> _Dataset extract_:
use std::str::FromStr;

use thiserror::Error;
use tokio::{io::AsyncWriteExt, sync::watch};

use crate::tunnelfwd::{
    dialer::{self, DialError, DialOptions},
    net::UpstreamAddress,
    relay::{self, RelayReport},
    telemetry,
    tls::TlsPolicy,
    tunnel::Downstream,
};

/// What to do when the local service cannot be dialed.
#[derive(Debug, Clone, Copy, Default, PartialEq, Eq)]
pub enum DialErrorPolicy {
    /// Close this downstream connection and keep serving others.
    #[default]
    Drop,
    /// Treat the failure as fatal to the whole process.
    Abort,
}

impl FromStr for DialErrorPolicy {
    type Err = String;

    fn from_str(s: &str) -> Result<Self, Self::Err> {
        match s.trim().to_ascii_lowercase().as_str() {
            "" | "drop" => Ok(DialErrorPolicy::Drop),
            "abort" => Ok(DialErrorPolicy::Abort),
            other => Err(format!("unknown dial error policy {other:?} (expected drop|abort)")),
        }
    }
}

#[derive(Debug, Error)]
pub enum ForwardError {
    #[error("failed to connect to upstream service: {0}")]
    Dial(#[from] DialError),
}

#[derive(Debug)]
pub enum ForwardSummary {
    Relayed(RelayReport),
    /// Dial failed and the connection was dropped.
    Dropped,
    /// Shutdown fired before the upstream was reached.
    Cancelled,
}

#[derive(Debug, Clone)]
pub struct ForwarderOptions {
    pub upstream: UpstreamAddress,
    pub tls: Option<TlsPolicy>,
    pub dial: DialOptions,
    pub buffer_size: usize,
    pub on_dial_error: DialErrorPolicy,
}

/// Forwards accepted downstream connections to the local service.
#[derive(Debug)]
pub struct Forwarder {
    opts: ForwarderOptions,
}

impl Forwarder {
    pub fn new(opts: ForwarderOptions) -> Self {
        Self { opts }
    }

    pub fn upstream(&self) -> &UpstreamAddress {
        &self.opts.upstream
    }

    /// Dials upstream and relays until either side closes.
    ///
    /// The downstream connection is closed on every path. Only a dial failure
    /// under [`DialErrorPolicy::Abort`] is returned as an error.
    pub async fn forward(
        &self,
        down: Downstream,
        mut shutdown: watch::Receiver<bool>,
    ) -> Result<ForwardSummary, ForwardError> {
        let _active = telemetry::ActiveConnGuard::new();
        let cid = telemetry::new_conn_id();
        let Downstream { mut stream, origin } = down;

        tracing::info!(cid = %cid, origin = %origin, upstream = %self.opts.upstream, "forward: new connection");

        let up = match dialer::dial(
            &self.opts.upstream,
            self.opts.tls.as_ref(),
            &self.opts.dial,
            &mut shutdown,
        )
        .await
        {
            Ok(up) => up,
            Err(err) if err.is_cancelled() => {
                tracing::debug!(cid = %cid, "forward: dial cancelled by shutdown");
                let _ = stream.shutdown().await;
                return Ok(ForwardSummary::Cancelled);
            }
            Err(err) => {
                telemetry::record_dial_failure();
                let _ = stream.shutdown().await;
                drop(stream);
                return match self.opts.on_dial_error {
                    DialErrorPolicy::Drop => {
                        tracing::warn!(cid = %cid, origin = %origin, err = %err, "forward: upstream dial failed; dropping connection");
                        Ok(ForwardSummary::Dropped)
                    }
                    DialErrorPolicy::Abort => {
                        tracing::error!(cid = %cid, origin = %origin, err = %err, "forward: upstream dial failed");
                        Err(ForwardError::Dial(err))
                    }
                };
            }
        };

        let report = relay::relay(stream, up, self.opts.buffer_size).await;
        telemetry::record_relay_bytes(report.a_to_b, report.b_to_a);

        tracing::debug!(
            cid = %cid,
            to_upstream = report.a_to_b,
            to_downstream = report.b_to_a,
            finished_first = %report.finished_first,
            "forward: connection closed"
        );

        Ok(ForwardSummary::Relayed(report))
    }
}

> _Problem requirements_:
Search the material above for lines containing the string "Result", then pull them out.

> _Exercise solution_:
    fn from_str(s: &str) -> Result<Self, Self::Err> {
    ) -> Result<ForwardSummary, ForwardError> {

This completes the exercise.